# Are My Chickens Rhode Island Reds?



## Ksparad (May 7, 2016)

So a few weeks ago I bought chicks from Tractor Suply. I was told that they might be Red Rangers. However the girl helping us was young and didn't seem to know too much about chickens. Now that they are getting older they are starting to look more like RI Reds since they are very dark in color. They also have a white line going down their chest. The Red Rangers are an a lot lighter red and don't have a white line going down their chest like ours do.
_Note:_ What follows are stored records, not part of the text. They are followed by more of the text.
//! Column mapping for loosely named spreadsheet headers
//!
//! Each semantic field has an ordered alias list. A row is resolved by
//! scanning the row's own keys in order and returning the first key whose
//! trimmed, lower-cased form is one of the field's aliases. Row order wins
//! over alias order: with both "Location" and "Vị trí" present, whichever
//! header comes first in the row is used.

use crate::app::models::{CellValue, RawRow};
use crate::constants::columns;
use std::collections::HashMap;
use std::fmt;
use tracing::trace;

/// Canonical semantic fields read from a row
#[derive(Debug, Clone, Copy, PartialEq, Eq, Hash)]
pub enum Field {
    Location,
    Owner,
    ContainerId,
    Vessel,
    Status,
    Flow,
    Iso,
}

impl Field {
    /// All fields, in resolution order
    pub const ALL: [Field; 7] = [
        Field::Location,
        Field::Owner,
        Field::ContainerId,
        Field::Vessel,
        Field::Status,
        Field::Flow,
        Field::Iso,
    ];

    /// Built-in aliases for this field
    pub fn standard_aliases(self) -> &'static [&'static str] {
        match self {
            Field::Location => columns::LOCATION,
            Field::Owner => columns::OWNER,
            Field::ContainerId => columns::CONTAINER_ID,
            Field::Vessel => columns::VESSEL,
            Field::Status => columns::STATUS,
            Field::Flow => columns::FLOW,
            Field::Iso => columns::ISO,
        }
    }
}

impl fmt::Display for Field {
    fn fmt(&self, f: &mut fmt::Formatter<'_>) -> fmt::Result {
        let name = match self {
            Field::Location => "location",
            Field::Owner => "owner",
            Field::ContainerId => "container",
            Field::Vessel => "vessel",
            Field::Status => "status",
            Field::Flow => "flow",
            Field::Iso => "iso",
        };
        write!(f, "{}", name)
    }
}

/// Normalize a header name or alias for comparison
pub fn normalize_header(name: &str) -> String {
    name.trim().to_lowercase()
}

/// Return the value of the first row key (in row order) that matches an alias
///
/// `aliases` must already be normalized with [`normalize_header`]. Only keys
/// are normalized; the value is returned untouched.
pub fn resolve_column<'a, S: AsRef<str>>(row: &'a RawRow, aliases: &[S]) -> Option<&'a CellValue> {
    row.iter()
        .find(|(key, _)| {
            let key = normalize_header(key);
            aliases.iter().any(|alias| alias.as_ref() == key)
        })
        .map(|(_, value)| value)
}

/// Alias table for all semantic fields
#[derive(Debug, Clone)]
pub struct ColumnMapping {
    aliases: HashMap<Field, Vec<String>>,
}

impl Default for ColumnMapping {
    fn default() -> Self {
        Self::standard()
    }
}

impl ColumnMapping {
    /// Mapping with only the built-in aliases
    pub fn standard() -> Self {
        let aliases = Field::ALL
            .iter()
            .map(|&field| {
                let list = field
                    .standard_aliases()
                    .iter()
                    .map(|alias| normalize_header(alias))
                    .collect();
                (field, list)
            })
            .collect();

        Self { aliases }
    }

    /// Append extra aliases for a field after the built-in ones
    pub fn with_extra_aliases<I, S>(mut self, field: Field, extra: I) -> Self
    where
        I: IntoIterator<Item = S>,
        S: AsRef<str>,
    {
        let list = self.aliases.entry(field).or_default();
        for alias in extra {
            let alias = normalize_header(alias.as_ref());
            if !alias.is_empty() && !list.contains(&alias) {
                list.push(alias);
            }
        }
        self
    }

    /// Aliases accepted for a field
    pub fn aliases(&self, field: Field) -> &[String] {
        self.aliases.get(&field).map(Vec::as_slice).unwrap_or(&[])
    }

    /// Resolve one field of a row
    pub fn resolve<'a>(&self, row: &'a RawRow, field: Field) -> Option<&'a CellValue> {
        let value = resolve_column(row, self.aliases(field));
        if value.is_none() {
            trace!("No column for field '{}'", field);
        }
        value
    }

    /// Resolve every semantic field of a row
    pub fn resolve_row<'a>(&self, row: &'a RawRow) -> ResolvedRow<'a> {
        ResolvedRow {
            location: self.resolve(row, Field::Location),
            owner: self.resolve(row, Field::Owner),
            container_id: self.resolve(row, Field::ContainerId),
            vessel: self.resolve(row, Field::Vessel),
            status: self.resolve(row, Field::Status),
            flow: self.resolve(row, Field::Flow),
            iso: self.resolve(row, Field::Iso),
        }
    }
}

/// A row's cell values keyed by semantic field
#[derive(Debug, Clone, Copy, Default)]
pub struct ResolvedRow<'a> {
    pub location: Option<&'a CellValue>,
    pub owner: Option<&'a CellValue>,
    pub container_id: Option<&'a CellValue>,
    pub vessel: Option<&'a CellValue>,
    pub status: Option<&'a CellValue>,
    pub flow: Option<&'a CellValue>,
    pub iso: Option<&'a CellValue>,
}

/// Cell value as trimmed text, or `None` if blank
pub fn cell_text(value: Option<&CellValue>) -> Option<String> {
    value
        .map(|v| v.to_string().trim().to_string())
        .filter(|s| !s.is_empty())
}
What do you guys think?


----------



## Ksparad (May 7, 2016)

Here's more photos


----------



## Ksparad (May 7, 2016)

Here is another one comparing them from a week ago to when we first got them


----------



## Nm156 (May 16, 2015)

They look like RIRs ,


----------



## Ksparad (May 7, 2016)

That's what we're thinking. The lady wasn't really sure what they were plus who knows what happens at that place


----------



## WeeLittleChicken (Aug 31, 2012)

Could be either. Hatchery stock RIR's are... diverse in aesthetics and Freedom Rangers might have RIR somewhere in their lines (would have to look that up.) I think rather than just looking at them a better idea would be to see how big they're growing and how fast. If you want to keep them, rather than eat them, you can keep Freedom Rangers, unlike the Cornish Crosses.... but they will eat you out of house and home! I know someone with a 13 pound hen. She says she eats for four.


----------



## Ksparad (May 7, 2016)

I would say they're growing average. We also have a few bantam silkies that are the same age as them and they are about the same size. In fact one of the silkies is bigger than all of them so he may be a rooster.


----------



## robin416 (Sep 8, 2013)

Can't depend on size in Silkies to determine sex. Some of my males were smaller than my females. And some Silkies take a while to hit a growth spurt.


----------



## seminole wind (Aug 22, 2015)

They are very cute!


----------



## ChickenCrazy01 (May 8, 2016)

Are Red Rangers also called Red Crosses? Not sure, but they look like RIRs to me too.


----------



## Nm156 (May 16, 2015)

ChickenCrazy01 said:


> Are Red Rangers also called Red Crosses? Not sure, but they look like RIRs to me too.


Townline sells a red cross that is a RIR X Columbian sex link egg layer.


----------



## Ksparad (May 7, 2016)

I think they are called red crosses as well. But my chicks are a lot darker than the crosses


----------